Уже не тот несчастный молодой человек с депрессией, залысинами и без причин к существованию. Голову я побрил налысо, всю депрессию переработал в творчество, а своей причиной жить выбрал хоррор. И тебя, читатель, кем бы ты ни был. И сам я теперь – не скучный портье в отеле, а популярный хоррор-писатель, двухкратный финалист конкурса «Чертова дюжина», успешный «проходимец» отборов в «Самую страшную книгу», владелец паблика в ВК на пятнадцать тысяч подписчиков, автор историй, чьи озвучки в совокупности набрали несколько миллионов просмотров. А теперь еще и автор собственного печатного сборника, буквы для которого я бережно сохранил на всем своем пути из бездны наверх.
Однако тот молодой человек, и тот «странненький» мальчик, и тот безбашенный нефор – они все еще со мной, и именно они – мои главные советчики в том, как сделать остро, больно, эмоционально, грустно и драйвово. Один пересмотрел десять раз «Сербский фильм», другой – знает наизусть все байки из сборников Успенского и Усачева, третий прошел все части «Резидента» и «Сайлент Хилл». Они – настоящие фанаты хоррора, и именно им я доверяю определять, что истинное, а что позерство. И благодаря им, читатель, ты держишь в руках написанную мной книгу, ты прочел ее до конца и (надеюсь) получил удовольствие. Из бездны сетературы, из тысяч мне подобных ты, читатель, предпочел именно меня. И через этот корешок (или корпус смартфона) ты наконец сжимаешь мою ладонь. У нас лопнули барабанные перепонки, а из глаз от резкого подъема сочится кровь, мы улыбаемся друг другу и, возможно, захотим это повторить. И это именно ты, читатель, не позволил мне утонуть, не позволил остаться одному. И я благодарен тебе за это. Впрочем, поблагодарить стоит не только тебя. Буквы для этих страниц помогали мне собирать по крупицам множество людей.

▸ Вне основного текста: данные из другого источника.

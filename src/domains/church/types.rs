use serde::{Deserialize, Serialize};

use crate::domains::view::{SortDirection, SortKey, SortSpec, SortValue, Viewable};

/// A church as listed in the directory search
#[derive(Debug, Clone, PartialEq, Serialize, Deserialize)]
#[serde(rename_all = "camelCase")]
pub struct ChurchListing {
    pub id: String,
    pub name: String,
    #[serde(default)]
    pub denomination: Option<String>,
    #[serde(default)]
    pub address: Option<String>,
    /// Distance from the member; absent when location is unknown
    #[serde(default, alias = "distance_miles")]
    pub distance_miles: Option<f64>,
    #[serde(default)]
    pub members: Option<String>,
    #[serde(default)]
    pub verified: bool,
}

impl Viewable for ChurchListing {
    const DEFAULT_SORT: SortSpec = SortSpec::new(SortKey::Name, SortDirection::Ascending);

    fn display_name(&self) -> &str {
        &self.name
    }

    fn category(&self) -> Option<&str> {
        self.denomination.as_deref()
    }

    fn sort_value(&self, key: SortKey) -> SortValue {
        match key {
            SortKey::Name => SortValue::text(&self.name),
            SortKey::Distance => self
                .distance_miles
                .filter(|d| d.is_finite())
                .map_or(SortValue::Missing, SortValue::Distance),
            SortKey::Amount | SortKey::Date => SortValue::Missing,
        }
    }
}

#[cfg(test)]
mod tests {
    use super::*;
    use crate::domains::view::{view, ViewQuery};

    fn churches() -> Vec<ChurchListing> {
        serde_json::from_str(
            r#"[
                {"id": "1", "name": "Grace Community Church", "denomination": "Non-Denominational",
                 "address": "123 Main Street, Springfield", "distanceMiles": 0.5, "verified": true},
                {"id": "2", "name": "First Baptist Church", "denomination": "Baptist",
                 "address": "456 Oak Avenue, Springfield", "distanceMiles": 1.2, "verified": true},
                {"id": "3", "name": "New Life Fellowship", "denomination": "Christian"},
                {"id": "4", "name": "Calvary Baptist", "denomination": "baptist", "distance_miles": 0.9}
            ]"#,
        )
        .unwrap()
    }

    fn ids(list: &[ChurchListing]) -> Vec<&str> {
        list.iter().map(|c| c.id.as_str()).collect()
    }

    #[test]
    fn test_directory_defaults_to_name_order() {
        let result = view(&churches(), &ViewQuery::new());
        assert_eq!(ids(&result), vec!["4", "2", "1", "3"]);
    }

    #[test]
    fn test_distance_sort_puts_unknown_last() {
        let query = ViewQuery::new().sorted_by(SortKey::Distance, SortDirection::Ascending);
        assert_eq!(ids(&view(&churches(), &query)), vec!["1", "4", "2", "3"]);

        let query = ViewQuery::new().sorted_by(SortKey::Distance, SortDirection::Descending);
        assert_eq!(ids(&view(&churches(), &query)), vec!["2", "4", "1", "3"]);
    }

    #[test]
    fn test_denomination_filter_and_search() {
        let baptist = view(&churches(), &ViewQuery::new().with_category("Baptist"));
        assert_eq!(ids(&baptist), vec!["4", "2"]);

        let search = view(&churches(), &ViewQuery::new().with_text("church").with_category("All"));
        assert_eq!(ids(&search), vec!["2", "1"]);
    }
}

Мои родители – каждый по-своему. Мама подсказывала неожиданные темы для рассказов и скрепя сердце выслушивала идеи (она не любитель хоррора). Отец делился жизненным опытом из девяностых и послужил прообразом для некоторых персонажей. Лучший друг консультировал относительно работы полиции, состояния трупов на разных стадиях разложения и делился мелкими инсайдами. Моя Виктория неожиданно мужественно для сорокакилограммовой девочки-дюймовочки выдерживала мои всплески вдохновения, нередко в САМЫЕ неподходящие моменты. И читала такие сцены, которые я бы даже своему психотерапевту не показал. Дабы не останавливаться на каждом предметно, дальше пойдет список.
Я благодарен:
Олегу Кожину, Саше Матюхину, Максу Кабиру – за вдохновение, ценные советы и помощь по тексту и стилистике;
Денису Назарову, Антону Мокину, Жене Долматовичу, Сереже Тарасову, Андрею Беляеву – за то, что всегда делились честным мнением относительно моего творчества;
Лизе Бобровицкой, Марине Ботылевой, Дарье Багровой, Яне Апостол, Григорию Удальцову и многим другим – за их фанарты, рисунки и комиксы по мотивам моего творчества, вдохновлявшие меня творить дальше;
Тимофею Зайцу – отдельная благодарочка (один из его рисунков я даже ношу в качестве татуировки на левом плече); Григорию Удальцову, Антону Щетину, Евгению Рубцову и многим другим, всех не перечислить, – за наши «разгоны», из которых рождались новые рассказы;
Дарье Багровой, Юлии Кундик и Екатерине Насоновой за помощь в редактуре;
Руслану Покровскому, Мухамету Закирову, Антону Макарову, Александру Степному, Дэну Блюзу (не знаю настоящего имени), Илье Дементьеву и многим другим за то, что превращали мои рассказы из текста в звук, чтобы еще больше желающих могли к ним причаститься;
Игорю Буракову – за то, что делал лучше любые мои творения, к которым прикасался;
Жене Шикову – за все его подсказки, идеи, мысли и ободряющие слова;
Саше Дедову – за то, что не давал мне спуску и критиковал при любой возможности сделать лучше;
Володе Чубукову – за то, что своими советами добавлял моим произведениям почти недосягаемую глубину (в том числе в соавторстве).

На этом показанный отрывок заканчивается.